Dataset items

=== Begin Enclosure ===

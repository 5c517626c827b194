//! Stage that stores each record as a new representation version.

use async_trait::async_trait;
use std::sync::Arc;
use tracing::debug;

use crate::counter::{dataset_object_id, BucketedCounter};
use crate::envelope::{params, RecordEnvelope};
use crate::locator::RecordLocator;
use crate::retry::RetryExecutor;
use crate::services::{MetadataService, NewVersion};
use crate::step::{Outcome, Stage, StepError};

/// Mime type of written files unless the task says otherwise.
pub const DEFAULT_MIME_TYPE: &str = "text/xml";

/// Persists each record as a new representation version.
///
/// The location of the written file is forwarded as [`params::OUTPUT_URL`];
/// the payload and the reader's transient parameters are not. Records
/// marked deleted are dropped instead of written.
pub struct WriteRecordStage {
    metadata: Arc<dyn MetadataService>,
    retry: RetryExecutor,
    revision_index: Option<BucketedCounter>,
}

impl WriteRecordStage {
    pub fn new(metadata: Arc<dyn MetadataService>, retry: RetryExecutor) -> Self {
        Self {
            metadata,
            retry,
            revision_index: None,
        }
    }

    /// Count every record written to a dataset in `index`.
    pub fn with_revision_index(mut self, index: BucketedCounter) -> Self {
        self.revision_index = Some(index);
        self
    }
}

/// Builds the version to create, or the reason it cannot be built.
fn new_version(envelope: &RecordEnvelope) -> Result<NewVersion, &'static str> {
    let locator = RecordLocator::parse(&envelope.resource);
    let cloud_id = envelope
        .parameter(params::CLOUD_ID)
        .map(str::to_owned)
        .or_else(|| locator.as_ref().map(|l| l.cloud_id.clone()))
        .ok_or("Cannot determine the record identifier")?;
    let representation_name = envelope
        .parameter(params::NEW_REPRESENTATION_NAME)
        .ok_or("Output representation name is missing")?;
    let provider_id = envelope
        .parameter(params::PROVIDER_ID)
        .ok_or("Provider id is missing")?;
    let content = envelope
        .payload
        .clone()
        .ok_or("Record has no content to write")?;
    let file_name = envelope
        .parameter(params::FILE_NAME)
        .map(str::to_owned)
        .or_else(|| locator.map(|l| l.file_name))
        .unwrap_or_else(|| cloud_id.clone());

    Ok(NewVersion {
        cloud_id,
        representation_name: representation_name.to_string(),
        provider_id: provider_id.to_string(),
        dataset_id: envelope.parameter(params::OUTPUT_DATASET).map(str::to_owned),
        file_name,
        mime_type: envelope
            .parameter(params::OUTPUT_MIME_TYPE)
            .unwrap_or(DEFAULT_MIME_TYPE)
            .to_string(),
        content,
        revision: envelope.revision.clone(),
        authorization: envelope.parameter(params::AUTHORIZATION).map(str::to_owned),
    })
}

#[async_trait]
impl Stage for WriteRecordStage {
    fn name(&self) -> &'static str {
        "write"
    }

    async fn process(&self, mut envelope: RecordEnvelope) -> Result<Outcome, StepError> {
        if envelope.is_marked_deleted() {
            debug!(resource = %envelope.resource, "Record marked deleted, not writing");
            return Ok(Outcome::drop(&envelope));
        }

        let version = match new_version(&envelope) {
            Ok(version) => version,
            Err(message) => return Ok(Outcome::error(&envelope, message, "")),
        };

        let output_url = self
            .retry
            .execute(&format!("Error while writing {}", envelope.resource), || {
                self.metadata.create_representation_version(&version)
            })
            .await?;

        if let (Some(index), Some(dataset_id)) = (&self.revision_index, &version.dataset_id) {
            let object_id = &dataset_object_id(&version.provider_id, dataset_id);
            self.retry
                .execute(&format!("Error while counting {object_id}"), move || async move {
                    index.add_row(object_id).await.map_err(StepError::from)
                })
                .await?;
        }

        debug!(resource = %envelope.resource, %output_url, "Record written");
        envelope.set_parameter(params::OUTPUT_URL, output_url);
        for key in params::TRANSIENT {
            envelope.remove_parameter(key);
        }
        envelope.payload = None;
        Ok(Outcome::Forward(envelope))
    }
}

#[cfg(test)]
mod tests {
    use super::*;
    use crate::counter::{Bucket, BucketStore, InMemoryBucketStore};
    use crate::error::StoreError;
    use crate::retry::RetryPolicy;
    use std::sync::atomic::{AtomicBool, Ordering};
    use std::time::Duration;
    use crate::services::InMemoryMetadataService;
    use crate::stages::test_support::forwarded;
    use crate::task::TaskId;

    const FILE: &str = "http://host/records/CLOUD1/representations/edm/versions/v1/files/f.xml";

    fn envelope() -> RecordEnvelope {
        RecordEnvelope::new(TaskId(2), "write", FILE)
            .with_payload(b"<rdf/>".to_vec())
            .with_parameter(params::NEW_REPRESENTATION_NAME, "edm_internal")
            .with_parameter(params::PROVIDER_ID, "provider_1")
            .with_parameter(params::OUTPUT_DATASET, "dataset_1")
            .with_parameter(params::CLOUD_ID, "CLOUD1")
            .with_parameter(params::FILE_NAME, "f.xml")
    }

    #[tokio::test]
    async fn test_writes_version_and_strips_transient_state() {
        let metadata = Arc::new(InMemoryMetadataService::new("http://store"));
        let stage = WriteRecordStage::new(metadata.clone(), RetryExecutor::no_retry());

        let envelope = forwarded(stage.process(envelope()).await.unwrap());

        let url = envelope.parameter(params::OUTPUT_URL).unwrap();
        assert!(url.starts_with("http://store/records/CLOUD1/representations/edm_internal/"));
        assert!(url.ends_with("/files/f.xml"));
        assert_eq!(metadata.content(url).await.unwrap(), b"<rdf/>");
        for key in params::TRANSIENT {
            assert!(envelope.parameter(key).is_none(), "{key} was forwarded");
        }
        assert!(envelope.payload.is_none());
        assert_eq!(envelope.parameter(params::PROVIDER_ID), Some("provider_1"));
    }

    #[tokio::test]
    async fn test_written_records_are_counted_per_dataset() {
        let metadata = Arc::new(InMemoryMetadataService::new("http://store"));
        let index = BucketedCounter::new(Arc::new(InMemoryBucketStore::new()), 2);
        let stage = WriteRecordStage::new(metadata, RetryExecutor::no_retry())
            .with_revision_index(index.clone());

        for _ in 0..3 {
            stage.process(envelope()).await.unwrap();
        }

        let object_id = dataset_object_id("provider_1", "dataset_1");
        assert_eq!(index.total(&object_id).await.unwrap(), 3);
        assert_eq!(index.buckets(&object_id).await.unwrap().len(), 2);
    }

    #[tokio::test]
    async fn test_deleted_record_is_dropped() {
        let metadata = Arc::new(InMemoryMetadataService::new("http://store"));
        let stage = WriteRecordStage::new(metadata.clone(), RetryExecutor::no_retry());
        let envelope = envelope().with_parameter(params::MARKED_DELETED, "true");

        let outcome = stage.process(envelope).await.unwrap();
        assert_eq!(outcome.kind(), "drop");
        assert_eq!(metadata.version_count().await, 0);
    }

    #[tokio::test]
    async fn test_missing_output_name_is_record_error() {
        let metadata = Arc::new(InMemoryMetadataService::new("http://store"));
        let stage = WriteRecordStage::new(metadata.clone(), RetryExecutor::no_retry());
        let mut envelope = envelope();
        envelope.remove_parameter(params::NEW_REPRESENTATION_NAME);

        match stage.process(envelope).await.unwrap() {
            Outcome::Error(err) => {
                assert_eq!(err.message, "Output representation name is missing");
                assert_eq!(err.resource, FILE);
            }
            other => panic!("expected error, got {}", other.kind()),
        }
        assert_eq!(metadata.version_count().await, 0);
    }

    /// Bucket store whose first increment fails.
    #[derive(Default)]
    struct FlakyBuckets {
        inner: InMemoryBucketStore,
        failed: AtomicBool,
    }

    #[async_trait]
    impl BucketStore for FlakyBuckets {
        async fn current(&self, object_id: &str) -> Result<Option<Bucket>, StoreError> {
            self.inner.current(object_id).await
        }

        async fn allocate(&self, object_id: &str) -> Result<Bucket, StoreError> {
            self.inner.allocate(object_id).await
        }

        async fn increment(&self, object_id: &str, bucket_id: &str, rows: u64) -> Result<(), StoreError> {
            if !self.failed.swap(true, Ordering::SeqCst) {
                return Err(StoreError::Storage("connection reset".into()));
            }
            self.inner.increment(object_id, bucket_id, rows).await
        }

        async fn buckets(&self, object_id: &str) -> Result<Vec<Bucket>, StoreError> {
            self.inner.buckets(object_id).await
        }
    }

    #[tokio::test]
    async fn test_counting_is_retried() {
        let metadata = Arc::new(InMemoryMetadataService::new("http://store"));
        let index = BucketedCounter::new(Arc::new(FlakyBuckets::default()), 10);
        let retry = RetryExecutor::new(RetryPolicy::fixed(2, Duration::ZERO));
        let stage = WriteRecordStage::new(metadata.clone(), retry).with_revision_index(index.clone());

        forwarded(stage.process(envelope()).await.unwrap());

        let object_id = dataset_object_id("provider_1", "dataset_1");
        assert_eq!(index.total(&object_id).await.unwrap(), 1);
        assert_eq!(metadata.version_count().await, 1);
    }
}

=== End Enclosure ===

§ Assignment
Each line from the top of the data, up to and including the line that contains "use crate::retry::RetryExecutor;", should be set down exactly.

§ Completed exercise
repository 5c517626c827b194
//! Stage that stores each record as a new representation version.

use async_trait::async_trait;
use std::sync::Arc;
use tracing::debug;

use crate::counter::{dataset_object_id, BucketedCounter};
use crate::envelope::{params, RecordEnvelope};
use crate::locator::RecordLocator;
use crate::retry::RetryExecutor;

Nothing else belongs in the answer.